Le principal intéressé a depuis confirmé la nouvelle sur Twitter.

L'Élysée avait déjà annoncé jeudi que M. Macron se rendrait sur place « dès que cela sera possible sans gêner l'action des secours et que les conditions météo le permettront ».

Le passage d’Irma a fait 14 morts à Saint-Martin : dix dans la partie française et quatre dans la partie néerlandaise.

Après le passage de l'ouragan Jose plus au large que prévu de Saint-Martin et de Saint-Barthélemy, autre île française, l'heure était au soulagement, dimanche.

Les ponts aériens et maritimes ont rouvert, permettant l'évacuation des plus vulnérables et des touristes de même que l'acheminement de matériel humanitaire.
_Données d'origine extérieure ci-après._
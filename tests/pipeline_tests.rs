//! Pipeline integration tests: roster and template CSVs to prompt files.

use eg_prompt_builder::core::pipeline::{PipelineError, PromptEngine, RandomGroups, RunRequest, SkipReason};
use eg_prompt_builder::core::resolver::CancelAll;
use eg_prompt_builder::core::tables::Tables;
use eg_prompt_builder::io::output::{export_csv, write_units};
use eg_prompt_builder::io::source::LoadError;
use eg_prompt_builder::schema::character::OutfitMode;
use eg_prompt_builder::schema::group::GroupError;
use eg_prompt_builder::schema::mode::{GenerationMode, PoseKey};

const CHARACTERS: &str = "tests/fixtures/characters.csv";
const SLEEP: &str = "tests/fixtures/eg_template_sleep.csv";
const CLASSROOM: &str = "tests/fixtures/eg_template_classroom.csv";

fn engine(seed: u64) -> PromptEngine {
    PromptEngine::builder()
        .roster_csv(CHARACTERS)
        .template_csv(SLEEP)
        .template_csv(CLASSROOM)
        .seed(seed)
        .build()
        .unwrap()
}

#[test]
fn sleep_template_round_trip() {
    let engine = engine(1);
    let twilight = engine.roster().get("twilight sparkle").unwrap();
    let unit = engine.generate_single(twilight, &engine.packs()[0]);

    assert_eq!(unit.template_kind, "sleep");
    assert_eq!(unit.modes.outfit, OutfitMode::Pajamas);
    assert_eq!(unit.modes.pose, PoseKey::Sleep);
    assert_eq!(unit.prompt.get("Height"), Some("average height"));
    assert!(unit.rendered.main.starts_with(
        "teen female, slim build, average height, skin tone, lavender pastel skin, \
         violet eyes, (lavender hair:1.50), sleeping pose, resting comfortably"
    ));
    assert_eq!(
        unit.rendered.main,
        "teen female, slim build, average height, skin tone, lavender pastel skin, \
         violet eyes, (lavender hair:1.50), sleeping pose, resting comfortably, \
         cool moonlit lighting, soft blue shadows, star print pajamas, fuzzy slippers, \
         sleepover in a cozy bedroom, Twilight Sparkle among pillows, calm, sleepy"
    );
    assert_eq!(
        unit.rendered.negative,
        format!("{}, blurry, lowres", Tables::builtin().negative_block)
    );
    assert_eq!(unit.rendered.settings, "Steps: 30\nCFG Scale: 6.5");
    assert_eq!(unit.file_name, "twilight_sparkle__sleep.txt");
}

#[test]
fn rendering_is_deterministic() {
    let a = engine(1).generate_singles();
    let b = engine(1).generate_singles();
    assert_eq!(a, b);
}

#[test]
fn height_tiers_from_roster() {
    let engine = engine(1);
    let height = |name: &str| {
        let record = engine.roster().get(name).unwrap();
        engine
            .generate_single(record, &engine.packs()[1])
            .prompt
            .get("Height")
            .map(str::to_string)
    };
    assert_eq!(height("Apple Bloom").as_deref(), Some("short height"));
    assert_eq!(height("Fluttershy").as_deref(), Some("short height"));
    assert_eq!(height("Applejack").as_deref(), Some("tall height"));
    assert_eq!(height("Principal Celestia").as_deref(), Some("tall height"));
    assert_eq!(height("Flash Sentry").as_deref(), Some("average height"));
}

#[test]
fn classroom_placeholders_bound_per_character() {
    let engine = engine(1);
    let rarity = engine.roster().get("Rarity").unwrap();
    let unit = engine.generate_single(rarity, &engine.packs()[1]);
    assert_eq!(unit.modes.pose, PoseKey::Classroom);
    assert_eq!(unit.prompt.get("Outfit_Note"), Some("white blouse, blue skirt"));
    assert_eq!(
        unit.prompt.get("Detail"),
        Some("Rarity with (purple hair:1.40), (curled hair:1.20) at a desk")
    );
    assert_eq!(unit.rendered.settings, "Sampler: DPM++ 2M Karras");
}

#[test]
fn manual_group_from_typed_names() {
    let engine = engine(1);
    let report = engine.generate_manual_group("Rarity, rarity, Applejack", &mut CancelAll);
    assert!(report.skipped.is_empty());
    assert_eq!(report.units.len(), 2);

    let unit = &report.units[0];
    assert_eq!(unit.mode, GenerationMode::ManualGroup);
    assert_eq!(unit.members, vec!["Rarity", "Applejack"]);
    assert_eq!(
        unit.prompt.get("Eye_Color"),
        Some("Rarity, blue eyes, Applejack, green eyes")
    );
    assert_eq!(unit.prompt.get("Pose"), Some("sleeping pose, resting comfortably"));
    assert_eq!(
        unit.prompt.get("Environment"),
        Some("sleepover in a cozy bedroom, Rarity, Applejack among pillows")
    );
    assert!(unit.rendered.negative.contains(&Tables::builtin().negative_block));
}

#[test]
fn group_template_does_not_leak_one_members_blocks() {
    let engine = engine(1);
    let report = engine.generate_manual_group("Rarity; Applejack", &mut CancelAll);
    let classroom = &report.units[1];
    assert_eq!(classroom.prompt.get("Outfit_Note"), Some(""));
    assert_eq!(classroom.prompt.get("Detail"), Some("Rarity, Applejack with  at a desk"));
}

#[test]
fn unmatched_name_is_skipped_not_fatal() {
    let engine = engine(1);
    let report = engine.generate_manual_group("Rarity, xyz123, Applejack", &mut CancelAll);
    assert_eq!(report.skipped, vec![SkipReason::NoMatch("xyz123".to_string())]);
    assert_eq!(report.units.len(), 2);
}

#[test]
fn every_unit_carries_negative_block() {
    let engine = engine(9);
    let request = RunRequest {
        singles: true,
        manual_group: Some("Twilight Sparkle, Fluttershy".to_string()),
        random_groups: Some(RandomGroups { size: 3, count: 2 }),
    };
    let report = engine.generate(&request, &mut CancelAll).unwrap();
    assert_eq!(report.units.len(), 7 * 2 + 2 + 2 * 2);
    for unit in &report.units {
        assert!(unit.rendered.negative.starts_with(&Tables::builtin().negative_block));
    }
}

#[test]
fn random_groups_tag_every_member() {
    let units = engine(42).generate_random_groups(4, 3).unwrap();
    assert_eq!(units.len(), 6);
    for unit in &units {
        let mut rest = unit.prompt.get("Demographics").unwrap();
        for name in &unit.members {
            let pos = rest.find(name.as_str()).unwrap();
            rest = &rest[pos + name.len()..];
        }
    }
    let again = engine(42).generate_random_groups(4, 3).unwrap();
    let members: Vec<_> = units.iter().map(|u| &u.members).collect();
    let members_again: Vec<_> = again.iter().map(|u| &u.members).collect();
    assert_eq!(members, members_again);
}

#[test]
fn oversized_random_group_is_capacity_error() {
    let err = engine(3).generate_random_groups(8, 1).unwrap_err();
    assert_eq!(
        err,
        GroupError::Capacity {
            requested: 8,
            available: 7
        }
    );
    assert!(err.to_string().contains('8'));
}

#[test]
fn missing_columns_abort_build() {
    let err = PromptEngine::builder()
        .roster_csv("tests/fixtures/bad_characters.csv")
        .template_csv(SLEEP)
        .build()
        .unwrap_err();
    match err {
        PipelineError::Load(LoadError::Schema { missing, .. }) => {
            assert!(missing.contains(&"Eye_Color".to_string()));
            assert!(missing.contains(&"Formal_Outfit_Block".to_string()));
        }
        other => panic!("expected schema error, got {other:?}"),
    }
}

#[test]
fn writes_prompt_files_and_summary() {
    let dir = tempfile::tempdir().unwrap();
    let engine = engine(5);
    let units = engine.generate_singles();

    let written = write_units(dir.path(), &units).unwrap();
    assert_eq!(written.len(), 14);

    let body = std::fs::read_to_string(dir.path().join("twilight_sparkle__sleep.txt")).unwrap();
    assert!(body.starts_with("MAIN PROMPT:\nteen female, slim build"));
    assert!(body.contains("\n\nNEGATIVE PROMPT:\n"));
    assert!(body.ends_with("\nSETTINGS:\nSteps: 30\nCFG Scale: 6.5\n"));

    let csv_path = dir.path().join("summary").join("prompts.csv");
    export_csv(&csv_path, &units).unwrap();
    let mut reader = csv::Reader::from_path(&csv_path).unwrap();
    let headers = reader.headers().unwrap().clone();
    assert_eq!(
        headers.iter().collect::<Vec<_>>(),
        vec![
            "mode",
            "scope",
            "outfit_mode",
            "pose",
            "group_members",
            "template_kind",
            "template_source",
            "main_prompt",
            "negative_prompt",
            "settings",
            "output_file",
        ]
    );
    let first = reader.records().next().unwrap().unwrap();
    assert_eq!(&first[0], "single");
    assert_eq!(&first[1], "Twilight Sparkle");
    assert_eq!(&first[2], "pajamas");
    assert_eq!(&first[10], "twilight_sparkle__sleep.txt");
}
« Il n'y a plus aujourd'hui les scènes de pillages », a souligné Gérard Collomb.

L'ordre a été rétabli, notamment grâce à l'arrivée de renforts de police, a assuré M. Collomb. Les équipes de secours et forces de l'ordre totalisent maintenant 2000 personnes.

Enquête publique réclamée

L’opposition française a critiqué dimanche le degré de préparation des autorités en vue des ouragans et certains ont exigé une enquête parlementaire.

Jean-Luc Mélenchon, président de La France insoumise, a jugé cette enquête nécessaire pour « faire le bilan de toute cette affaire ».

« L’État n'assume pas son rôle », a accusé pour sa part le député des Républicains Éric Ciotti, en parlant d’un « défaut d’anticipation ».

Gérard Collomb a répondu que « lorsque vous avez des vents qui par rafales peuvent souffler à 380 km/h, il est évident que vous avez le désastre que l'on a pu connaître ».

« L'État, depuis le début, a fait face à la situation », a-t-il assuré, faisant valoir que « le temps n'est pas aux polémiques, il est aujourd'hui à l'action ».

Le ministre Colomb a ajouté que la France avait mis en place « l'un des ponts aériens les plus importants » des 30 ou 40 dernières années pour faire face aux besoins des sinistrés.